Festival de Cinema

Temas polêmicos e produção local marcam 55ª Festival de Brasília de Cinema

De volta ao formato presencial, em novembro, a 55ª edição do Festival de Brasília do Cinema Brasileiro promete trazer temas incendiários e discussões acaloradas no Cine Brasília

Ricardo Daehn
postado em 27/10/2022 06:00
 (crédito: Fotos: Autorias Produções Cinematográficas/Divulgação -De Bubuia Cine/Divulgação - Leticia Marottaa/Divulgação - Oublaum/Divulgação- Luba Filmes/Divulgação -  Afronte Faz/Divulgação)
(crédito: Fotos: Autorias Produções Cinematográficas/Divulgação -De Bubuia Cine/Divulgação - Leticia Marottaa/Divulgação - Oublaum/Divulgação- Luba Filmes/Divulgação - Afronte Faz/Divulgação)

Um "conjunto orgânico de filmes", pelo que descreve a consultora e produtora Sara Rocha, vai embalar a 55ª edição do Festival de Brasília do Cinema Brasileiro, que, de volta ao formato presencial, será abrigada, entre 14 e 20 de novembro, no Cine Brasília (EQS 106/107). Na quarta participação na coordenação do evento, Sara Rocha se tornou a primeira diretora artística do festival orçado em R$ 3 milhões, e que terá programação estendida para as regiões administrativas de Samambaia e Planaltina (com sessões gratuitas). "Temos que nos reconectar, depois de tantas perdas e traumas vindos com a pandemia. É preciso transformar traumas recentes em coisas construtivas", pontua Sara, ao tratar dos critérios para a seleção dos seis longas e dos 12 curtas que estarão alinhados pela disputa do troféu Candango.

  • Rumo Afronte Faz/Divulgação
  • Mandado Luba Filmes/Divulgação
  • A invenção do outro De Bubuia Cine/Divulgação
  • Canção ao longe Leticia Marottaa/Divulgação
  • Troféu Candango retoma a habitual casa: o Cine Brasília Reprodução
  • Mato seco em chamas Oublaum/Divulgação

Quem complementa o clima de entusiasmo com a festa do cinema, feita numa amostragem extraída do universo de 213 longas e 937 curtas inscritos para a seleção, é o secretário de Cultura, Bartolomeu Rodrigues. "Há a alegria, depois de dois anos sem interrupção do evento, mesmo com a pandemia. É bom ressaltar que ela ainda não acabou, mas temos condições de partir para o presencial, pelo crescimento na vacinação. O Festival de Brasília não tem amarras. Nossa orientação do evento, financiado pelo Estado, é a de não trazer limites para os trabalhos da organização. Disse: 'Façam de tudo para recolocar o festival entre os grandes dedicados ao cinema brasileiro que passa por um momento de muita dificuldade'. Precisamos discutir o futuro do cinema independente — o momento é de se repensar. Quero muita debate, aplausos, gritos e vaias (no evento)", comentou o secretário, na apresentação do evento, feita no saguão do Cine Brasília, ao final da manhã de quarta-feira (26/10).

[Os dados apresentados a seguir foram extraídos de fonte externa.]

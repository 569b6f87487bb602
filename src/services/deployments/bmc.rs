use async_trait::async_trait;
use std::net::Ipv6Addr;
use std::sync::atomic::{AtomicBool, Ordering};
use std::time::Duration;
use tokio::sync::Mutex as AsyncMutex;
use tokio_util::sync::CancellationToken;
use url::Url;

use super::agent::{AgentClient, AgentError, HostMatch, PollLimit, TaskOutcome, TaskResult};
use super::client::{Backend, BmcOps, CommandOutput, ConnectionClient, ResetType};
use super::error::{ClientError, ConnectFailure, ConnectionError, DisposeError};
use super::redfish::{RedfishError, RedfishSession};
use super::types::{BackendKind, ClientIdentity, HostIdentity};
use super::util::tail_lines;

#[derive(Debug, Clone)]
pub struct BmcSettings {
    pub request_timeout: Duration,
    pub accept_invalid_certs: bool,
    /// Hub the bootstrap image's agent registers with.
    pub agent_url: Url,
    pub poll_interval: Duration,
    pub poll_limit: PollLimit,
}

fn connect_failure(host: &HostIdentity, err: RedfishError) -> ConnectionError {
    let kind = if err.is_unreachable() {
        ConnectFailure::Unreachable
    } else if matches!(err, RedfishError::Unauthorized(_)) {
        ConnectFailure::Rejected
    } else {
        ConnectFailure::Protocol
    };
    ConnectionError::new(host.clone(), kind, err.to_string())
}

fn bmc_base_url(ip: &str) -> Result<Url, url::ParseError> {
    let ip = ip.trim();
    if ip.parse::<Ipv6Addr>().is_ok() {
        return Url::parse(&format!("https://[{ip}]/"));
    }
    Url::parse(&format!("https://{ip}/"))
}

/// A host managed out-of-band through its BMC.
///
/// Redfish calls that change machine state are serialized through
/// `operation_lock`; BMCs reject or mis-order concurrent mutations.
pub struct BmcClient {
    host: HostIdentity,
    session: RedfishSession,
    system_id: String,
    system_uuid: Option<String>,
    identity: ClientIdentity,
    agent: AgentClient,
    agent_host: AsyncMutex<Option<String>>,
    /// Registration from before the last reset; its environment is gone.
    superseded_agent: AsyncMutex<Option<String>>,
    operation_lock: AsyncMutex<()>,
    poll_interval: Duration,
    poll_limit: PollLimit,
    closed: AtomicBool,
}

impl BmcClient {
    pub async fn connect(
        ip: &str,
        username: &str,
        password: &str,
        settings: &BmcSettings,
    ) -> Result<Self, ConnectionError> {
        let host = HostIdentity::new(ip);
        let base = bmc_base_url(ip).map_err(|err| {
            ConnectionError::new(
                host.clone(),
                ConnectFailure::Protocol,
                format!("invalid BMC address: {err}"),
            )
        })?;
        Self::connect_with_base(host, base, username, password, settings).await
    }

    pub async fn connect_with_base(
        host: HostIdentity,
        base: Url,
        username: &str,
        password: &str,
        settings: &BmcSettings,
    ) -> Result<Self, ConnectionError> {
        let http = reqwest::Client::builder()
            .timeout(settings.request_timeout)
            .danger_accept_invalid_certs(settings.accept_invalid_certs)
            .build()
            .map_err(|err| {
                ConnectionError::new(host.clone(), ConnectFailure::Protocol, err.to_string())
            })?;

        let session = RedfishSession::auto_detect(http.clone(), base, username, password)
            .await
            .map_err(|err| connect_failure(&host, err))?;

        let discovered = Self::discover(&session).await;
        let (system_id, system_uuid, architecture) = match discovered {
            Ok(found) => found,
            Err(err) => {
                if let Err(close_err) = session.close().await {
                    tracing::warn!(host = %host, error = %close_err, "failed to close BMC session");
                }
                return Err(connect_failure(&host, err));
            }
        };
        tracing::info!(
            host = %host,
            dialect = ?session.dialect(),
            system_id = %system_id,
            architecture = architecture.as_deref().unwrap_or("unknown"),
            "BMC session established"
        );

        Ok(Self {
            identity: ClientIdentity {
                architecture,
                default_target: Some(system_id.clone()),
            },
            host,
            session,
            system_id,
            system_uuid,
            agent: AgentClient::new(http, settings.agent_url.clone()),
            agent_host: AsyncMutex::new(None),
            superseded_agent: AsyncMutex::new(None),
            operation_lock: AsyncMutex::new(()),
            poll_interval: settings.poll_interval,
            poll_limit: settings.poll_limit,
            closed: AtomicBool::new(false),
        })
    }

    async fn discover(
        session: &RedfishSession,
    ) -> Result<(String, Option<String>, Option<String>), RedfishError> {
        let system_id = session.default_system_id().await?;
        let system_uuid = session.system_uuid(&system_id).await?;
        let architecture = session
            .cpu_info(&system_id)
            .await?
            .into_iter()
            .next()
            .map(|cpu| cpu.architecture);
        Ok((system_id, system_uuid, architecture))
    }

    fn redfish_error(&self, err: RedfishError) -> ClientError {
        ClientError::Protocol {
            host: self.host.clone(),
            message: err.to_string(),
        }
    }

    fn agent_error(&self, err: AgentError) -> ClientError {
        match err {
            AgentError::Cancelled => ClientError::Cancelled {
                host: self.host.clone(),
            },
            other => ClientError::Protocol {
                host: self.host.clone(),
                message: other.to_string(),
            },
        }
    }

    async fn registered_agent(&self) -> Result<String, ClientError> {
        self.agent_host
            .lock()
            .await
            .clone()
            .ok_or_else(|| ClientError::Protocol {
                host: self.host.clone(),
                message: "bootstrap agent has not registered yet".to_string(),
            })
    }

    async fn await_task(
        &self,
        agent_host: &str,
        task_id: u64,
        cancel: &CancellationToken,
    ) -> Result<TaskResult, ClientError> {
        let outcome = self
            .agent
            .block_until_task_complete(
                agent_host,
                task_id,
                self.poll_interval,
                self.poll_limit,
                cancel,
            )
            .await
            .map_err(|err| self.agent_error(err))?;
        match outcome {
            TaskOutcome::Finished(result) => Ok(result),
            TaskOutcome::Pending => Err(ClientError::Command {
                host: self.host.clone(),
                message: format!("agent task {task_id} still pending after polling limit"),
            }),
            TaskOutcome::NotFound => Err(ClientError::Protocol {
                host: self.host.clone(),
                message: format!("agent lost task {task_id}"),
            }),
        }
    }
}

#[async_trait]
impl BmcOps for BmcClient {
    async fn reset(&self, reset: ResetType) -> Result<(), ClientError> {
        self.ensure_open()?;
        let _guard = self.operation_lock.lock().await;
        tracing::info!(host = %self.host, reset = reset.as_redfish(), "resetting system");
        self.session
            .reset(&self.system_id, reset)
            .await
            .map_err(|err| self.redfish_error(err))?;
        if let Some(previous) = self.agent_host.lock().await.take() {
            tracing::debug!(host = %self.host, agent_host = %previous, "agent superseded by reset");
            *self.superseded_agent.lock().await = Some(previous);
        }
        Ok(())
    }

    async fn boot_once_from_cd(&self) -> Result<(), ClientError> {
        self.ensure_open()?;
        let _guard = self.operation_lock.lock().await;
        self.session
            .boot_once_from_cd(&self.system_id)
            .await
            .map_err(|err| self.redfish_error(err))
    }

    async fn mount_media(&self, image_url: &str) -> Result<(), ClientError> {
        self.ensure_open()?;
        let _guard = self.operation_lock.lock().await;
        tracing::info!(host = %self.host, image_url, "mounting virtual media");
        self.session
            .insert_media(image_url)
            .await
            .map_err(|err| self.redfish_error(err))
    }

    async fn unmount_media(&self) -> Result<(), ClientError> {
        self.ensure_open()?;
        let _guard = self.operation_lock.lock().await;
        self.session
            .eject_media()
            .await
            .map_err(|err| self.redfish_error(err))
    }

    async fn wait_for_agent(&self, cancel: &CancellationToken) -> Result<String, ClientError> {
        self.ensure_open()?;
        // Some BMCs omit the system UUID; fall back to the management address.
        let wanted = match &self.system_uuid {
            Some(uuid) => HostMatch::SystemUuid(uuid.clone()),
            None => HostMatch::Ip(self.host.as_str().to_string()),
        };
        let superseded = self.superseded_agent.lock().await.clone();
        let found = self
            .agent
            .wait_for_host(
                &wanted,
                superseded.as_deref(),
                self.poll_interval,
                self.poll_limit,
                cancel,
            )
            .await
            .map_err(|err| self.agent_error(err))?;
        let Some(agent_host) = found else {
            return Err(ClientError::Protocol {
                host: self.host.clone(),
                message: "bootstrap agent never registered".to_string(),
            });
        };
        tracing::info!(host = %self.host, agent_host = %agent_host, "bootstrap agent registered");
        *self.agent_host.lock().await = Some(agent_host.clone());
        self.superseded_agent.lock().await.take();
        Ok(agent_host)
    }

    async fn dispatch(
        &self,
        command: &str,
        cancel: &CancellationToken,
    ) -> Result<CommandOutput, ClientError> {
        self.ensure_open()?;
        let agent_host = self.registered_agent().await?;
        let task_id = self
            .agent
            .exec_command(&agent_host, command)
            .await
            .map_err(|err| self.agent_error(err))?;
        let result = self.await_task(&agent_host, task_id, cancel).await?;
        let code = result.exit_code.unwrap_or(if result.ok { 0 } else { 1 });
        Ok(CommandOutput {
            stdout: result.output,
            stderr: result.error.unwrap_or_default(),
            code,
        })
    }

    async fn fetch_file(
        &self,
        source_url: &str,
        target_path: &str,
        cancel: &CancellationToken,
    ) -> Result<(), ClientError> {
        self.ensure_open()?;
        let agent_host = self.registered_agent().await?;
        let task_id = self
            .agent
            .upload_file(&agent_host, source_url, target_path)
            .await
            .map_err(|err| self.agent_error(err))?;
        let result = self.await_task(&agent_host, task_id, cancel).await?;
        if result.ok {
            return Ok(());
        }
        let detail = result.error.unwrap_or(result.output);
        Err(ClientError::Transfer {
            host: self.host.clone(),
            message: format!("fetching {source_url} failed: {}", tail_lines(&detail)),
        })
    }
}

#[async_trait]
impl ConnectionClient for BmcClient {
    fn host(&self) -> &HostIdentity {
        &self.host
    }

    fn kind(&self) -> BackendKind {
        BackendKind::Bmc
    }

    fn identity(&self) -> ClientIdentity {
        self.identity.clone()
    }

    fn is_disposed(&self) -> bool {
        self.closed.load(Ordering::SeqCst)
    }

    fn backend(&self) -> Backend<'_> {
        Backend::Bmc(self)
    }

    async fn dispose(&self) {
        if self.closed.swap(true, Ordering::SeqCst) {
            return;
        }
        let _guard = self.operation_lock.lock().await;
        match self.session.close().await {
            Ok(()) => tracing::debug!(host = %self.host, "BMC session closed"),
            Err(err) => {
                let err = DisposeError {
                    host: self.host.clone(),
                    message: err.to_string(),
                };
                tracing::warn!(error = %err, "BMC session close failed");
            }
        }
    }
}
use axum::http::StatusCode;
use axum::response::{IntoResponse, Response};
use std::fmt::Display;

use crate::services::deployments::{ManagerError, PoolError};

#[derive(Debug)]
pub struct AppError {
    pub status: StatusCode,
    pub message: String,
}

impl AppError {
    pub fn new(status: StatusCode, message: impl Into<String>) -> Self {
        Self {
            status,
            message: message.into(),
        }
    }

    pub fn not_found(message: impl Into<String>) -> Self {
        Self::new(StatusCode::NOT_FOUND, message)
    }
}

impl IntoResponse for AppError {
    fn into_response(self) -> Response {
        (self.status, self.message).into_response()
    }
}

impl From<AppError> for (StatusCode, String) {
    fn from(err: AppError) -> Self {
        (err.status, err.message)
    }
}

pub fn internal_error(err: impl Display) -> (StatusCode, String) {
    tracing::error!(error = %err, "internal error");
    (
        StatusCode::INTERNAL_SERVER_ERROR,
        "Internal server error".to_string(),
    )
}

pub fn map_manager_error(err: ManagerError) -> (StatusCode, String) {
    let status = match &err {
        ManagerError::AlreadyRunning | ManagerError::RunActive => StatusCode::CONFLICT,
        ManagerError::InvalidPlan(_) | ManagerError::Pool(PoolError::DuplicateHost(_)) => {
            StatusCode::BAD_REQUEST
        }
        ManagerError::Pool(PoolError::Connect(_)) => StatusCode::BAD_GATEWAY,
        ManagerError::Pipeline(_) => return internal_error(err),
    };
    tracing::warn!(error = %err, status = %status, "deployment request rejected");
    (status, err.to_string())
}
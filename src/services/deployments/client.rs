use async_trait::async_trait;
use std::path::Path;
use std::sync::Arc;
use std::time::Duration;
use tokio::io::DuplexStream;
use tokio_util::sync::CancellationToken;

use super::bmc::{BmcClient, BmcSettings};
use super::error::{ClientError, ConnectionError};
use super::ssh::{SshClient, SshSettings};
use super::types::{BackendKind, ClientIdentity, HostDescriptor, HostIdentity};

#[derive(Debug, Clone, Default, PartialEq, Eq)]
pub struct CommandOutput {
    pub stdout: String,
    pub stderr: String,
    pub code: i32,
}

impl CommandOutput {
    pub fn success(&self) -> bool {
        self.code == 0
    }

    /// Turns a non-zero exit into a `ClientError::Command` carrying stderr.
    pub fn check(self, host: &HostIdentity, command: &str) -> Result<Self, ClientError> {
        if self.success() {
            return Ok(self);
        }
        let detail = if self.stderr.trim().is_empty() {
            self.stdout.trim()
        } else {
            self.stderr.trim()
        };
        Err(ClientError::Command {
            host: host.clone(),
            message: format!("`{command}` exited with {}: {detail}", self.code),
        })
    }
}

#[derive(Debug, Clone, Copy, PartialEq, Eq)]
pub struct TerminalSize {
    pub cols: u32,
    pub rows: u32,
}

impl Default for TerminalSize {
    fn default() -> Self {
        Self { cols: 80, rows: 24 }
    }
}

/// Redfish `ResetType` values the pipelines use.
#[derive(Debug, Clone, Copy, PartialEq, Eq)]
pub enum ResetType {
    On,
    ForceOff,
    ForceRestart,
    PowerCycle,
}

impl ResetType {
    pub fn as_redfish(&self) -> &'static str {
        match self {
            ResetType::On => "On",
            ResetType::ForceOff => "ForceOff",
            ResetType::ForceRestart => "ForceRestart",
            ResetType::PowerCycle => "PowerCycle",
        }
    }
}

/// Out-of-band primitives of a BMC-managed host.
#[async_trait]
pub trait BmcOps: Send + Sync {
    /// Power action on the system. The registered agent does not survive it.
    async fn reset(&self, reset: ResetType) -> Result<(), ClientError>;
    async fn boot_once_from_cd(&self) -> Result<(), ClientError>;
    async fn mount_media(&self, image_url: &str) -> Result<(), ClientError>;
    async fn unmount_media(&self) -> Result<(), ClientError>;
    /// Waits for an agent on this host to register. A registration from
    /// before the last reset is not accepted while the hub still lists it.
    async fn wait_for_agent(&self, cancel: &CancellationToken) -> Result<String, ClientError>;
    /// Runs a command on the host through the bootstrap agent.
    async fn dispatch(
        &self,
        command: &str,
        cancel: &CancellationToken,
    ) -> Result<CommandOutput, ClientError>;
    /// Has the bootstrap agent fetch `source_url` into `target_path` on the host.
    async fn fetch_file(
        &self,
        source_url: &str,
        target_path: &str,
        cancel: &CancellationToken,
    ) -> Result<(), ClientError>;
}

/// In-band primitives of an SSH-reachable host.
#[async_trait]
pub trait ShellOps: Send + Sync {
    async fn run_command(
        &self,
        command: &str,
        timeout: Option<Duration>,
    ) -> Result<CommandOutput, ClientError>;
    async fn run_sudo(
        &self,
        command: &str,
        timeout: Option<Duration>,
    ) -> Result<CommandOutput, ClientError>;
    async fn upload_file(&self, local: &Path, remote: &str) -> Result<u64, ClientError>;
    async fn download_file(&self, remote: &str, local: &Path) -> Result<u64, ClientError>;
    async fn open_shell(&self, size: TerminalSize) -> Result<DuplexStream, ClientError>;
}

pub enum Backend<'a> {
    Bmc(&'a dyn BmcOps),
    Ssh(&'a dyn ShellOps),
}

/// A live session to one host. Owned by exactly one `ClientPool`.
#[async_trait]
pub trait ConnectionClient: Send + Sync {
    fn host(&self) -> &HostIdentity;

    fn kind(&self) -> BackendKind;

    fn identity(&self) -> ClientIdentity;

    fn is_disposed(&self) -> bool;

    fn backend(&self) -> Backend<'_>;

    /// Releases the session. Safe to call more than once; failures are logged.
    async fn dispose(&self);

    fn shell(&self) -> Result<&dyn ShellOps, ClientError> {
        self.ensure_open()?;
        match self.backend() {
            Backend::Ssh(ops) => Ok(ops),
            Backend::Bmc(_) => Err(ClientError::Unsupported {
                backend: BackendKind::Bmc.as_str(),
                operation: "shell access",
            }),
        }
    }

    fn bmc(&self) -> Result<&dyn BmcOps, ClientError> {
        self.ensure_open()?;
        match self.backend() {
            Backend::Bmc(ops) => Ok(ops),
            Backend::Ssh(_) => Err(ClientError::Unsupported {
                backend: BackendKind::Ssh.as_str(),
                operation: "out-of-band management",
            }),
        }
    }

    fn ensure_open(&self) -> Result<(), ClientError> {
        if self.is_disposed() {
            return Err(ClientError::Closed {
                host: self.host().clone(),
            });
        }
        Ok(())
    }
}

pub type SharedClient = Arc<dyn ConnectionClient>;

/// Establishes one client per host descriptor.
#[async_trait]
pub trait Connector: Send + Sync {
    async fn connect(&self, descriptor: &HostDescriptor) -> Result<SharedClient, ConnectionError>;
}

/// Connects each descriptor through its real backend.
#[derive(Clone)]
pub struct BackendConnector {
    ssh: SshSettings,
    bmc: BmcSettings,
}

impl BackendConnector {
    pub fn new(ssh: SshSettings, bmc: BmcSettings) -> Self {
        Self { ssh, bmc }
    }
}

#[async_trait]
impl Connector for BackendConnector {
    async fn connect(&self, descriptor: &HostDescriptor) -> Result<SharedClient, ConnectionError> {
        match descriptor {
            HostDescriptor::Bmc {
                ip,
                username,
                password,
            } => {
                let client = BmcClient::connect(ip, username, password, &self.bmc).await?;
                Ok(Arc::new(client))
            }
            HostDescriptor::Ssh { .. } => {
                let client = SshClient::connect(descriptor, &self.ssh).await?;
                Ok(Arc::new(client))
            }
        }
    }
}

#[cfg(test)]
mod tests {
    use super::*;
    use crate::test_support::MockClient;

    #[test]
    fn check_reports_stderr_on_failure() {
        let host = HostIdentity::new("10.0.0.1");
        let output = CommandOutput {
            stdout: String::new(),
            stderr: "No space left on device\n".to_string(),
            code: 1,
        };
        let err = output.check(&host, "dd if=/x of=/y").unwrap_err();
        let message = err.to_string();
        assert!(message.contains("exited with 1"));
        assert!(message.contains("No space left on device"));

        let ok = CommandOutput {
            stdout: "done".to_string(),
            stderr: String::new(),
            code: 0,
        };
        assert!(ok.check(&host, "true").is_ok());
    }

    #[tokio::test]
    async fn disposed_client_reports_closed() {
        let client = MockClient::ssh("10.0.0.1");
        assert!(client.shell().is_ok());
        client.dispose().await;
        match client.shell() {
            Err(ClientError::Closed { host }) => assert_eq!(host.as_str(), "10.0.0.1"),
            Err(other) => panic!("unexpected error {other}"),
            Ok(_) => panic!("expected closed error"),
        }
    }

    #[test]
    fn ssh_client_refuses_bmc_primitives() {
        let client = MockClient::ssh("10.0.0.1");
        assert!(matches!(
            client.bmc(),
            Err(ClientError::Unsupported { backend: "ssh", .. })
        ));
    }
}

Contemplar a diversidade com filmes das cinco regiões nacionais segue como meta, apontando a fixação no regionalismo da produção e reafirmação de questões identitárias. Como diz Bartolomeu Rodrigues, "o festival é uma trincheira de resistência permanente". Incendiária promete ser a abertura, dada a exibição de Mato seco em chamas, filme de 153 minutos, feito pelo ceilandense Adirley Queirós e a portuguesa Joana Pimenta. Na fita, detentora do Grande Prêmio da 44ª edição do festival de documentários Cinéma du Réel (Paris), há escrutínio de personagens marginalizados, num cenário balizado pelo comércio ilegal de gasolina, com ampla visibilidade para personagens femininas. Vencedora do prêmio Saruê (atribuído pelo Correio, na edição de 2017 do festival), a mesma dupla do filme Afronte, Bruno Victor e Marcus Azevedo, comparece na competitiva, com o longa Rumo. Num filme de concepção híbrida, desponta a discussão das cotas raciais, instituídas há 20 anos.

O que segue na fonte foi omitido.